== INFORMATION ==
[Start of section]

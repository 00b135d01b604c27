//! Interactive command loop for flightledger.
//!
//! Reads one command per line, case-insensitively, and dispatches to the
//! ledger and store. Generic over the input/output streams so sessions can
//! be scripted in tests.

use std::io::{BufRead, Write};

use comfy_table::{presets, Table};
use tracing::debug;

use crate::error::Result;
use crate::flight::{Flight, Ledger};
use crate::storage::Store;

/// Line printed when a listing or search turns up nothing.
const NOT_FOUND: &str = "No flights found";

/// A parsed interactive command.
#[derive(Debug, Clone, Copy, PartialEq, Eq)]
pub enum Command {
    /// Add one flight interactively.
    Add,
    /// Filter flights by destination. Matched by prefix, so any line
    /// starting with `select` counts.
    Select,
    /// Print the full flight table.
    DisplayPlane,
    /// Print the command list.
    Help,
    /// Save everything and leave.
    Exit,
    /// Anything else.
    Unknown,
}

impl Command {
    /// Parse a command line. Matching is case-insensitive and exact, except
    /// `select`, which matches any line it prefixes.
    #[must_use]
    pub fn parse(line: &str) -> Self {
        let lowered = line.to_lowercase();
        match lowered.as_str() {
            "add" => Self::Add,
            "help" => Self::Help,
            "display_plane" => Self::DisplayPlane,
            "exit" => Self::Exit,
            _ if lowered.starts_with("select") => Self::Select,
            _ => Self::Unknown,
        }
    }
}

/// How the command loop ended.
#[derive(Debug, Clone, Copy, PartialEq, Eq)]
pub enum Outcome {
    /// The `exit` command ran: the ledger was saved and the caller should
    /// terminate with status 1.
    Exit,
    /// Input ended without an `exit` command; nothing was saved.
    Eof,
}

/// Run the command loop until `exit` or end of input.
///
/// # Errors
///
/// Returns an error if console I/O fails or a storage operation fails.
pub fn run<R: BufRead, W: Write>(
    ledger: &mut Ledger,
    store: &Store,
    input: &mut R,
    output: &mut W,
) -> Result<Outcome> {
    loop {
        let Some(line) = prompt(input, output, "Enter a command (\"help\" for commands): ")?
        else {
            return Ok(Outcome::Eof);
        };

        let command = Command::parse(&line);
        debug!("Command: {:?}", command);

        match command {
            Command::Add => {
                if add(ledger, store, input, output)?.is_none() {
                    return Ok(Outcome::Eof);
                }
            }
            Command::Select => {
                if select(ledger, input, output)?.is_none() {
                    return Ok(Outcome::Eof);
                }
            }
            Command::DisplayPlane => display_plane(ledger, output)?,
            Command::Help => help(output)?,
            Command::Exit => {
                writeln!(output, "Goodbye!")?;
                store.save_all(ledger.flights())?;
                return Ok(Outcome::Exit);
            }
            Command::Unknown => writeln!(output, "Invalid command")?,
        }
    }
}

/// Print `text` and read one line, without its trailing newline.
///
/// Returns `None` at end of input. Only the newline is stripped; the rest
/// of the line is kept verbatim.
fn prompt<R: BufRead, W: Write>(input: &mut R, output: &mut W, text: &str) -> Result<Option<String>> {
    write!(output, "{text}")?;
    output.flush()?;

    let mut line = String::new();
    if input.read_line(&mut line)? == 0 {
        return Ok(None);
    }
    if line.ends_with('\n') {
        line.pop();
        if line.ends_with('\r') {
            line.pop();
        }
    }
    Ok(Some(line))
}

/// Keep asking for a flight number until one parses as an integer.
fn prompt_flight_number<R: BufRead, W: Write>(
    input: &mut R,
    output: &mut W,
) -> Result<Option<i64>> {
    loop {
        let Some(raw) = prompt(input, output, "Flight number: ")? else {
            return Ok(None);
        };
        match raw.trim().parse::<i64>() {
            Ok(number) => return Ok(Some(number)),
            Err(_) => writeln!(output, "Error: '{raw}' is not a valid integer")?,
        }
    }
}

/// Prompt for one flight, append it to the ledger, and mirror it into the
/// store. The two storage inserts are not rolled back on partial failure.
fn add<R: BufRead, W: Write>(
    ledger: &mut Ledger,
    store: &Store,
    input: &mut R,
    output: &mut W,
) -> Result<Option<()>> {
    let Some(destination) = prompt(input, output, "Destination: ")? else {
        return Ok(None);
    };
    let Some(flight_number) = prompt_flight_number(input, output)? else {
        return Ok(None);
    };
    let Some(type_plane) = prompt(input, output, "Plane type: ")? else {
        return Ok(None);
    };

    let flight = Flight::new(destination, flight_number, type_plane);
    ledger.add(flight.clone());
    store.insert_flight(&flight)?;

    Ok(Some(()))
}

/// Prompt for a destination and print every flight going there.
fn select<R: BufRead, W: Write>(
    ledger: &Ledger,
    input: &mut R,
    output: &mut W,
) -> Result<Option<()>> {
    let Some(destination) = prompt(input, output, "Pick a destination: ")? else {
        return Ok(None);
    };

    writeln!(output, "Search results")?;
    let mut found = false;
    for flight in ledger.matching_destination(&destination) {
        if !found {
            writeln!(output, "Flights to this destination")?;
            found = true;
        }
        writeln!(output, "{}........{}", flight.flight_number, flight.type_plane)?;
    }
    if !found {
        writeln!(output, "{NOT_FOUND}")?;
    }

    Ok(Some(()))
}

/// Print the full flight table, or the not-found line if the ledger is empty.
fn display_plane<W: Write>(ledger: &Ledger, output: &mut W) -> Result<()> {
    if ledger.is_empty() {
        writeln!(output, "{NOT_FOUND}")?;
        return Ok(());
    }

    let mut table = Table::new();
    table.load_preset(presets::ASCII_FULL);
    table.set_header(vec!["#", "Destination", "Plane type", "Flight"]);

    for (idx, flight) in ledger.iter().enumerate() {
        table.add_row(vec![
            (idx + 1).to_string(),
            flight.destination.clone(),
            flight.type_plane.clone(),
            flight.flight_number.to_string(),
        ]);
    }

    writeln!(output, "{table}")?;
    Ok(())
}

/// Print the fixed command list.
fn help<W: Write>(output: &mut W) -> Result<()> {
    writeln!(
        output,
        "add - add a flight\n\
         help - list the available commands\n\
         select \"destination\" - list flights going to a destination\n\
         display_plane - show every flight\n\
         exit - save and leave the program"
    )?;
    Ok(())
}
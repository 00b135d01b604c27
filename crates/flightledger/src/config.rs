//! Configuration management for flightledger.
//!
//! This module provides configuration loading and validation using figment,
//! supporting TOML config files, environment variables, and defaults.

use std::path::PathBuf;

use figment::{
    providers::{Env, Format, Serialized, Toml},
    Figment,
};
use serde::{Deserialize, Serialize};

use crate::error::{Error, Result};

/// Default configuration file name.
const CONFIG_FILE_NAME: &str = "config.toml";

/// Default data directory name.
const DATA_DIR_NAME: &str = "flightledger";

/// Default database file name.
const DATABASE_FILE_NAME: &str = "flight_data.db";

/// Application configuration.
///
/// Configuration is loaded from (in order of precedence, highest first):
/// 1. Environment variables (prefixed with `FLIGHTLEDGER_`)
/// 2. TOML config file at `~/.config/flightledger/config.toml`
/// 3. Default values
#[derive(Debug, Clone, Default, PartialEq, Serialize, Deserialize)]
#[serde(default)]
pub struct Config {
    /// Storage configuration.
    pub storage: StorageConfig,
}

/// Storage-related configuration.
#[derive(Debug, Clone, Default, PartialEq, Serialize, Deserialize)]
#[serde(default)]
pub struct StorageConfig {
    /// Path to the database file.
    /// Defaults to `~/.local/share/flightledger/flight_data.db`
    pub database_path: Option<PathBuf>,
}

impl Config {
    /// Load configuration from all sources.
    ///
    /// # Errors
    ///
    /// Returns an error if configuration loading or parsing fails.
    pub fn load() -> Result<Self> {
        Self::load_from(None)
    }

    /// Load configuration with an optional custom config path.
    ///
    /// # Errors
    ///
    /// Returns an error if configuration loading or parsing fails.
    pub fn load_from(config_path: Option<PathBuf>) -> Result<Self> {
        let config_file = config_path.unwrap_or_else(Self::default_config_path);

        let figment = Figment::new()
            .merge(Serialized::defaults(Config::default()))
            .merge(Toml::file(&config_file))
            .merge(Env::prefixed("FLIGHTLEDGER_").split("__"));

        let config: Config = figment.extract()?;
        config.validate()?;
        Ok(config)
    }

    /// Get the default configuration file path.
    #[must_use]
    pub fn default_config_path() -> PathBuf {
        dirs::config_dir()
            .unwrap_or_else(|| PathBuf::from(".config"))
            .join(DATA_DIR_NAME)
            .join(CONFIG_FILE_NAME)
    }

    /// Get the default data directory path.
    #[must_use]
    pub fn default_data_dir() -> PathBuf {
        dirs::data_local_dir()
            .unwrap_or_else(|| PathBuf::from(".local/share"))
            .join(DATA_DIR_NAME)
    }

    /// Validate the configuration.
    ///
    /// # Errors
    ///
    /// Returns an error if any configuration values are invalid.
    pub fn validate(&self) -> Result<()> {
        if let Some(path) = &self.storage.database_path {
            if path.as_os_str().is_empty() {
                return Err(Error::ConfigValidation {
                    message: "database_path must not be empty".to_string(),
                });
            }
        }
        Ok(())
    }

    /// Get the database path, resolving defaults if not set.
    #[must_use]
    pub fn database_path(&self) -> PathBuf {
        self.storage
            .database_path
            .clone()
            .unwrap_or_else(|| Self::default_data_dir().join(DATABASE_FILE_NAME))
    }
}

#[cfg(test)]
mod tests {
    use super::*;

    #[test]
    fn test_default_config() {
        let config = Config::default();
        assert!(config.storage.database_path.is_none());
    }

    #[test]
    fn test_validate_default() {
        let config = Config::default();
        assert!(config.validate().is_ok());
    }

    #[test]
    fn test_validate_empty_database_path() {
        let mut config = Config::default();
        config.storage.database_path = Some(PathBuf::new());

        let result = config.validate();
        assert!(result.is_err());
        assert!(result
            .unwrap_err()
            .to_string()
            .contains("database_path must not be empty"));
    }

    #[test]
    fn test_database_path_default() {
        let config = Config::default();
        let path = config.database_path();
        assert!(path.to_string_lossy().contains("flight_data.db"));
    }

    #[test]
    fn test_database_path_custom() {
        let mut config = Config::default();
        config.storage.database_path = Some(PathBuf::from("/tmp/custom.db"));
        assert_eq!(config.database_path(), PathBuf::from("/tmp/custom.db"));
    }

    #[test]
    fn test_default_config_path() {
        let path = Config::default_config_path();
        assert!(path.to_string_lossy().contains("flightledger"));
        assert!(path.to_string_lossy().ends_with("config.toml"));
    }

    #[test]
    fn test_load_from_missing_file_uses_defaults() {
        let config = Config::load_from(Some(PathBuf::from("/nonexistent/config.toml"))).unwrap();
        assert_eq!(config, Config::default());
    }

    #[test]
    fn test_load_from_toml_file() {
        let dir = tempfile::TempDir::new().unwrap();
        let config_file = dir.path().join("config.toml");
        std::fs::write(
            &config_file,
            "[storage]\ndatabase_path = \"/tmp/flights.db\"\n",
        )
        .unwrap();

        let config = Config::load_from(Some(config_file)).unwrap();
        assert_eq!(
            config.storage.database_path,
            Some(PathBuf::from("/tmp/flights.db"))
        );
    }
}
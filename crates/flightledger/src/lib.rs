//! `flightledger` - An interactive ledger of flight records
//!
//! This library provides the core functionality for the `fledger` binary:
//! a blocking command loop over an in-memory list of flight records,
//! mirrored into a local `SQLite` store.

#![warn(missing_docs)]
#![warn(missing_debug_implementations)]
#![deny(unsafe_code)]

pub mod cli;
pub mod config;
pub mod error;
pub mod flight;
pub mod logging;
pub mod repl;
pub mod storage;

pub use cli::Cli;
pub use config::Config;
pub use error::{Error, Result};
pub use flight::{Flight, Ledger};
pub use logging::init_logging;
pub use repl::{Command, Outcome};
pub use storage::Store;
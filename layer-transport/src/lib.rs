//! MTProto TCP transport frame codec.
//!
//! Sits between a raw duplex TCP stream and the session/RPC layer: detects
//! which of the four wire-format variants a peer chose on first contact,
//! decrypts the stream with AES-CTR-128 under a per-connection key, slices
//! the decrypted stream into framed payloads, and serializes outbound
//! payloads back into the same framing.
//!
//! The codec itself never performs I/O. [`CodecSession`] is driven either
//! by feeding it raw bytes directly (`feed`/`drain_frames`/`encode`) or, in
//! production, through its `tokio_util::codec::Decoder`/`Encoder`
//! implementation inside a `Framed<TcpStream, CodecSession>`.

#![deny(unsafe_code)]

pub mod error;
pub mod handshake;
pub mod ring_buffer;
pub mod session;
pub mod variant;

pub use error::CodecError;
pub use session::CodecSession;
pub use variant::{CodecVariant, FrameLimits};

/// Largest payload length, in bytes, the codec will deliver or accept.
///
/// Overridable per-session via [`FrameLimits`] — the gateway binary reads an
/// override from configuration (see `layer-gateway`), but every `CodecSession`
/// created without one gets this default.
pub const MAX_FRAME_SIZE: usize = 1024 * 1024;

/// Smallest payload length, in bytes, the codec will deliver or accept.
///
/// The first 8 bytes of every delivered payload are the `auth_key_id`; a
/// payload must contain at least one byte beyond that to be meaningful.
pub const MIN_PAYLOAD_SIZE: usize = 9;
//! Gateway configuration, read from the environment with hardcoded defaults.
//!
//! No config crate: the codec workspace follows plain consts and `std::env`
//! overrides throughout, and the gateway binary is no exception.

use layer_transport::FrameLimits;

const DEFAULT_LISTEN_ADDR: &str = "0.0.0.0:8443";

pub struct GatewayConfig {
    pub listen_addr: String,
    pub limits: FrameLimits,
}

impl GatewayConfig {
    /// Reads `LAYER_GATEWAY_LISTEN_ADDR` and `LAYER_GATEWAY_MAX_FRAME_SIZE`,
    /// falling back to the codec's own defaults for anything unset or
    /// unparseable.
    pub fn from_env() -> Self {
        let listen_addr = std::env::var("LAYER_GATEWAY_LISTEN_ADDR")
            .unwrap_or_else(|_| DEFAULT_LISTEN_ADDR.to_string());

        let mut limits = FrameLimits::default();
        if let Ok(raw) = std::env::var("LAYER_GATEWAY_MAX_FRAME_SIZE") {
            match raw.parse::<usize>() {
                Ok(max_frame_size) => limits.max_frame_size = max_frame_size,
                Err(_) => log::warn!("ignoring unparseable LAYER_GATEWAY_MAX_FRAME_SIZE={raw:?}"),
            }
        }

        Self { listen_addr, limits }
    }
}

[End of section]

== EXERCISE BRIEF ==
Each line from the beginning of the entries to the line with "scripted in tests." must be repeated exactly, with both end lines kept and no other lines given.

== RESPONSE TO THE EXERCISE ==
repository 00b135d01b604c27
//! Interactive command loop for flightledger.
//!
//! Reads one command per line, case-insensitively, and dispatches to the
//! ledger and store. Generic over the input/output streams so sessions can
//! be scripted in tests.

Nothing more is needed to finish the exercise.